═════ THE DATA ═════

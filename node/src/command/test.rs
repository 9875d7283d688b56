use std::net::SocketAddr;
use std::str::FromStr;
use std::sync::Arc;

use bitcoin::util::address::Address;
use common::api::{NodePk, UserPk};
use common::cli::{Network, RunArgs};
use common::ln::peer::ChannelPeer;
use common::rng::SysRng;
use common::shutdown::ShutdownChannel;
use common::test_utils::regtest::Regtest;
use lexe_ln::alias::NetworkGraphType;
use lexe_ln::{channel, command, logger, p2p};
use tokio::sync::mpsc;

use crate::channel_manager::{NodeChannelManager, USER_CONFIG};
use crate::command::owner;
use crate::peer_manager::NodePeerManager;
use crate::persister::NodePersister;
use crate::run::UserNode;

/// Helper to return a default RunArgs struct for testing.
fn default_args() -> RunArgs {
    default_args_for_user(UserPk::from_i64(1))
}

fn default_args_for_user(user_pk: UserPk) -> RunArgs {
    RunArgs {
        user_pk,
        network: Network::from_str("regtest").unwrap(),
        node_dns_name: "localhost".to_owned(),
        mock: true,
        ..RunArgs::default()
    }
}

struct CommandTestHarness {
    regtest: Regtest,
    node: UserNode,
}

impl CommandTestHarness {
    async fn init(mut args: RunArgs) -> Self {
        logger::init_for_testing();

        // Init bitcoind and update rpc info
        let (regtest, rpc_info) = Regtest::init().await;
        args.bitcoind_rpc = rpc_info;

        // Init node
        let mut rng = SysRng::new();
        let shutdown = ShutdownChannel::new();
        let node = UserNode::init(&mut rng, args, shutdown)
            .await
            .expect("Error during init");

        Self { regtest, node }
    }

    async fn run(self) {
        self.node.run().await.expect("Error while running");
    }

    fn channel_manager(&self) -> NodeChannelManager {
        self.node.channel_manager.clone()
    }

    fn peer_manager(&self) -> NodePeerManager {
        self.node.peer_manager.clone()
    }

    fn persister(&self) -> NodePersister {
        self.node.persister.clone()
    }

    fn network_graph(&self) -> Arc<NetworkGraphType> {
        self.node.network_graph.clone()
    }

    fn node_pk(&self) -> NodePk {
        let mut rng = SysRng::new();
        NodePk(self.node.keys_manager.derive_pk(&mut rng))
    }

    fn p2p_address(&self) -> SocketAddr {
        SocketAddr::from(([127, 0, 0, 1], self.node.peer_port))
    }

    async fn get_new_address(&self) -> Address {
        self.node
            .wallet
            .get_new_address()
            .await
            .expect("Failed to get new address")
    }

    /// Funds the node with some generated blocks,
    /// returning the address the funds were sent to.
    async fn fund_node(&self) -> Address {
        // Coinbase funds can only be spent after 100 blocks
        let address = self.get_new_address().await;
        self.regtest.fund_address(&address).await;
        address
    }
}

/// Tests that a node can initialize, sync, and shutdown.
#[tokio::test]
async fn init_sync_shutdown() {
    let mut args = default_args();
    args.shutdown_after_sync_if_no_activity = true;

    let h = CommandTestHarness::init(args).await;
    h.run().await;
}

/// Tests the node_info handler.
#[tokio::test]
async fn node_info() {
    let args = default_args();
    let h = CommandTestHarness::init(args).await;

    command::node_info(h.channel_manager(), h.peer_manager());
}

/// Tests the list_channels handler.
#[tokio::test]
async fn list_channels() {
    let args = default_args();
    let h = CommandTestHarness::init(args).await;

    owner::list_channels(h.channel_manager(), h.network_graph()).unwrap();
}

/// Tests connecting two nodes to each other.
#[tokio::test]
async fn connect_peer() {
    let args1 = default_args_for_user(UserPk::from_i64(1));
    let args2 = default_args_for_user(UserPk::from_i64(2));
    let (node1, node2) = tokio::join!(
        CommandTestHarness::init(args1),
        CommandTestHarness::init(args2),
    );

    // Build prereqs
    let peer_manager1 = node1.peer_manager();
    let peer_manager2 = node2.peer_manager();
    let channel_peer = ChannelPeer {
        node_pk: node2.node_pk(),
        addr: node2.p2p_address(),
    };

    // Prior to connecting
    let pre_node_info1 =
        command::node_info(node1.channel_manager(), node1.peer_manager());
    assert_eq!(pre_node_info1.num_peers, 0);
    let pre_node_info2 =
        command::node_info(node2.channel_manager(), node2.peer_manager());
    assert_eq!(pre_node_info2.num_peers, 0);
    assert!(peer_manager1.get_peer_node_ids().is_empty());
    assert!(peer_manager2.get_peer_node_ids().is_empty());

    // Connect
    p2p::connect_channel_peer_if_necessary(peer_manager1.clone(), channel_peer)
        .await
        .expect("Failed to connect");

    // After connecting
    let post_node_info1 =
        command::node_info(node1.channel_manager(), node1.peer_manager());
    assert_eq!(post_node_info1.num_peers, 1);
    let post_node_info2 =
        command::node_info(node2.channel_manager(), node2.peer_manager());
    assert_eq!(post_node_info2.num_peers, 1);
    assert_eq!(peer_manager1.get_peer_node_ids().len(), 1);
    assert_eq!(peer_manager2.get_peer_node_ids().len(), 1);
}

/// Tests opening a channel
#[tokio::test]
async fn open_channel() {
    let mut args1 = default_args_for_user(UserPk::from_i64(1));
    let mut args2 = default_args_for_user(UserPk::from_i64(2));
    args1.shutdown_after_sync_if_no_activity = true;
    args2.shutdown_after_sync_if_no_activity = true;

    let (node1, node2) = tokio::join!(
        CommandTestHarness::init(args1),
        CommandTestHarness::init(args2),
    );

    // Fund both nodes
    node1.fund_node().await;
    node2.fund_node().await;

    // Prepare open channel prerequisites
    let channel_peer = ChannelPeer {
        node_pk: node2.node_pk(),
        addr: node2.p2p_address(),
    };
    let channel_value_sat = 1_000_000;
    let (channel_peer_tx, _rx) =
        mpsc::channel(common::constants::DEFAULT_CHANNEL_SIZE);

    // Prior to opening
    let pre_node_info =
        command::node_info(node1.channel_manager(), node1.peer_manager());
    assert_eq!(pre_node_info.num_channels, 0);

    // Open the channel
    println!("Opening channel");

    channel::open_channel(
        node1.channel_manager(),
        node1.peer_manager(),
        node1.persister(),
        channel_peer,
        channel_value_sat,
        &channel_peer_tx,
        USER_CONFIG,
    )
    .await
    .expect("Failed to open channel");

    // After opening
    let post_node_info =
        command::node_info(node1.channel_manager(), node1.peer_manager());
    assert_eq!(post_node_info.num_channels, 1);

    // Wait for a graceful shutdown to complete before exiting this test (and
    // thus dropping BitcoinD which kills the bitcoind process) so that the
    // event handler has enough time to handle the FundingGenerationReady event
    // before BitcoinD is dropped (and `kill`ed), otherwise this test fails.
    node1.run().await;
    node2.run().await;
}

═════

ACTIVITY –
Go to the line with "assert_eq!(pre_node_info2.num_peers, 0);" in the entries above and repeat every line from there through the line with "open channel prerequisites", exactly and with no other text.

PROBLEM SOLUTION –
    assert_eq!(pre_node_info2.num_peers, 0);
    assert!(peer_manager1.get_peer_node_ids().is_empty());
    assert!(peer_manager2.get_peer_node_ids().is_empty());

    // Connect
    p2p::connect_channel_peer_if_necessary(peer_manager1.clone(), channel_peer)
        .await
        .expect("Failed to connect");

    // After connecting
    let post_node_info1 =
        command::node_info(node1.channel_manager(), node1.peer_manager());
    assert_eq!(post_node_info1.num_peers, 1);
    let post_node_info2 =
        command::node_info(node2.channel_manager(), node2.peer_manager());
    assert_eq!(post_node_info2.num_peers, 1);
    assert_eq!(peer_manager1.get_peer_node_ids().len(), 1);
    assert_eq!(peer_manager2.get_peer_node_ids().len(), 1);
}

/// Tests opening a channel
#[tokio::test]
async fn open_channel() {
    let mut args1 = default_args_for_user(UserPk::from_i64(1));
    let mut args2 = default_args_for_user(UserPk::from_i64(2));
    args1.shutdown_after_sync_if_no_activity = true;
    args2.shutdown_after_sync_if_no_activity = true;

    let (node1, node2) = tokio::join!(
        CommandTestHarness::init(args1),
        CommandTestHarness::init(args2),
    );

    // Fund both nodes
    node1.fund_node().await;
    node2.fund_node().await;

    // Prepare open channel prerequisites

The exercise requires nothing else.